Diyarbakır Çocuk Hastalıkları Hastanesi Başhekimi Dr. Atilla Yazıcıoğlu, tükenmişlik sendromunun genellikle 'yaptıkları işte heyecanın gittikçe azalması, tatminsizlik, hizmet vermeleri gereken kişilere karşı olumsuz davranışların başlamasıyla kendini gösteren bir sürecin son basamağı' olarak tanımlanabileceğini söyledi. Yazıcıoğlu, “İşe gitmek istemiyorsanız, kendinizi işinizi yapmada oldukça isteksiz, ruhen ve bedenen bitkin ve tükenmiş hissediyorsanız; Burnout Sendromu (Mesleki tükenmişlik) açısından kendinizi bir öz değerlendirmeden geçirmeniz uygun olacaktır. Ancak bu hususta asla paniğe ve umutsuzluğa kapılmayın. Çok kolay ve pratik bazı uygulamalarla rahatlıkla bu kabustan kurtulabileceğinizi de unutmayın.” dedi.

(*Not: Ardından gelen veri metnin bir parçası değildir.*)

use anyhow::Result;
use tempfile::tempdir;

use precis::storage::{Database, Repository, Summary, SummaryEdit};

fn sample(title: &str, generated: &str) -> Summary {
    Summary::new(
        title.to_string(),
        "Alice will send the notes. Bob should book the room.".to_string(),
        "Action items".to_string(),
        generated.to_string(),
    )
}

#[test]
fn database_supports_core_summary_workflow() -> Result<()> {
    let tmp = tempdir()?;
    let db_path = tmp.path().join("precis.db");
    let db = Database::open_path(&db_path)?;

    let summary = sample("Team sync", "Action Items:\n• Alice will send the notes")
        .with_tags(vec!["weekly".to_string(), "  ".to_string()]);
    db.insert_summary(&summary)?;

    let stored = db.get_summary(&summary.id)?.expect("summary should exist");
    assert_eq!(stored.tags, vec!["weekly".to_string()]);
    assert_eq!(stored.final_summary(), summary.generated_summary);

    let edited = db
        .apply_edit(
            &summary.id,
            SummaryEdit {
                edited_summary: "Alice sends notes; Bob books room.".to_string(),
                title: Some("Team sync (edited)".to_string()),
                tags: None,
            },
        )?
        .expect("edit should find the summary");
    assert_eq!(edited.title, "Team sync (edited)");
    assert_eq!(edited.final_summary(), "Alice sends notes; Bob books room.");
    assert_eq!(edited.generated_summary, summary.generated_summary);
    assert_eq!(edited.tags, vec!["weekly".to_string()]);

    let records = db.record_shares(
        &summary.id,
        &["a@example.com".to_string(), "b@example.com".to_string()],
    )?;
    assert_eq!(records.len(), 2);
    db.record_shares(&summary.id, &["a@example.com".to_string()])?;

    let shared = db.get_summary(&summary.id)?.expect("summary should exist");
    assert!(shared.is_shared);
    assert_eq!(shared.shared_with.len(), 3);
    assert_eq!(shared.unique_recipients(), 2);

    let totals = db.share_totals()?;
    assert_eq!(totals.total_summaries, 1);
    assert_eq!(totals.shared_summaries, 1);
    assert_eq!(totals.total_shares, 3);
    assert_eq!(totals.unique_recipients, 2);
    assert_eq!(totals.share_rate(), 100.0);
    assert_eq!(totals.average_shares_per_summary(), 3.0);

    Ok(())
}

#[test]
fn deleting_summary_removes_share_history() -> Result<()> {
    let tmp = tempdir()?;
    let db_path = tmp.path().join("precis.db");
    let db = Database::open_path(&db_path)?;

    let summary = sample("Delete me", "Temporary");
    db.insert_summary(&summary)?;
    db.record_shares(&summary.id, &["ops@example.com".to_string()])?;

    assert!(db.delete_summary(&summary.id)?);
    assert!(!db.delete_summary(&summary.id)?);

    assert!(db.get_summary(&summary.id)?.is_none());
    assert!(db.get_shares(&summary.id)?.is_empty());
    assert_eq!(db.share_totals()?.total_shares, 0);

    Ok(())
}

#[test]
fn database_reopens_with_existing_rows() -> Result<()> {
    let tmp = tempdir()?;
    let db_path = tmp.path().join("precis.db");

    let summary = sample("Persisted", "Kept across restarts");
    {
        let db = Database::open_path(&db_path)?;
        db.insert_summary(&summary)?;
    }

    let db = Database::open_path(&db_path)?;
    assert_eq!(db.schema_version()?, 1);
    assert_eq!(db.count_summaries()?, 1);
    assert!(db.get_summary(&summary.id)?.is_some());

    Ok(())
}

#[tokio::test]
async fn repository_pages_most_recent_first() -> Result<()> {
    let repo = Repository::from_database(Database::open_memory()?);

    let mut ids = Vec::new();
    for i in 0..5 {
        let mut summary = sample(&format!("Meeting {i}"), "Body");
        summary.updated_at += chrono::Duration::seconds(i);
        ids.push(repo.create_summary(summary).await?.id);
    }

    let first = repo.list_page(1, 2).await?;
    assert_eq!(first.pagination.total, 5);
    assert_eq!(first.pagination.pages, 3);
    assert_eq!(first.items.len(), 2);
    assert_eq!(first.items[0].id, ids[4]);
    assert_eq!(first.items[1].id, ids[3]);

    let last = repo.list_page(3, 2).await?;
    assert_eq!(last.items.len(), 1);
    assert_eq!(last.items[0].id, ids[0]);

    let beyond = repo.list_page(9, 2).await?;
    assert!(beyond.items.is_empty());
    assert_eq!(beyond.pagination.page, 9);

    let far = repo.list_page(i64::MAX as usize, 10).await?;
    assert!(far.items.is_empty());
    assert_eq!(far.pagination.total, 5);

    let farthest = repo.list_page(usize::MAX, usize::MAX).await?;
    assert!(farthest.items.is_empty());

    Ok(())
}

Bu sendromdan korunmanın en güzel ve en etkili yolunun Allah inancı ve bu inancın birer yansımaları olan kulluk bilinci, tevekkül, sabır ve merhamet olduğu gerçeğinin bilinmesi gerektiğini anlatan Yazıcıoğlu, “Yapılan birçok psiko-sosyololojik ciddi araştırma ve çalışmalarda, bu sonuca varılmıştır. İnancı sağlam ve kalbinde Allah sevgisi olan kimselerin, bu gönül olgunluğuyla, ‘tükenmişlikten’ korundukları ve o badireye düşmedikleri, üst düzey bilimsel çalışmalarla ispat edilmiştir.” diye konuştu.
Tükenmişliğin duygusal, duyarsızlaşma ve başarı duygusunda azalma şeklinde bileşenlerinin olduğunu anlatan Yazıcıoğlu, şunları dile getirdi: “Duygusal tükenmişliğin yaşam enerjisinin azalması ve bireyin duygusal kaynaklarının tükendiği hissine kapılmasıyla kendini belli ederken duyarsızlaşma, bireyin hizmet verdiği insanları sıradan bir nesne gibi görmeye başlaması ve bu şekilde davranması şeklinde belirginleşir. Başarı duygusunda azalma ise iş gereği kurulan kişisel ilişki ve diyaloglarda, paylaşımlarda, yeterlilik ve başarı duygusunda azalma ile kendini gösterir.”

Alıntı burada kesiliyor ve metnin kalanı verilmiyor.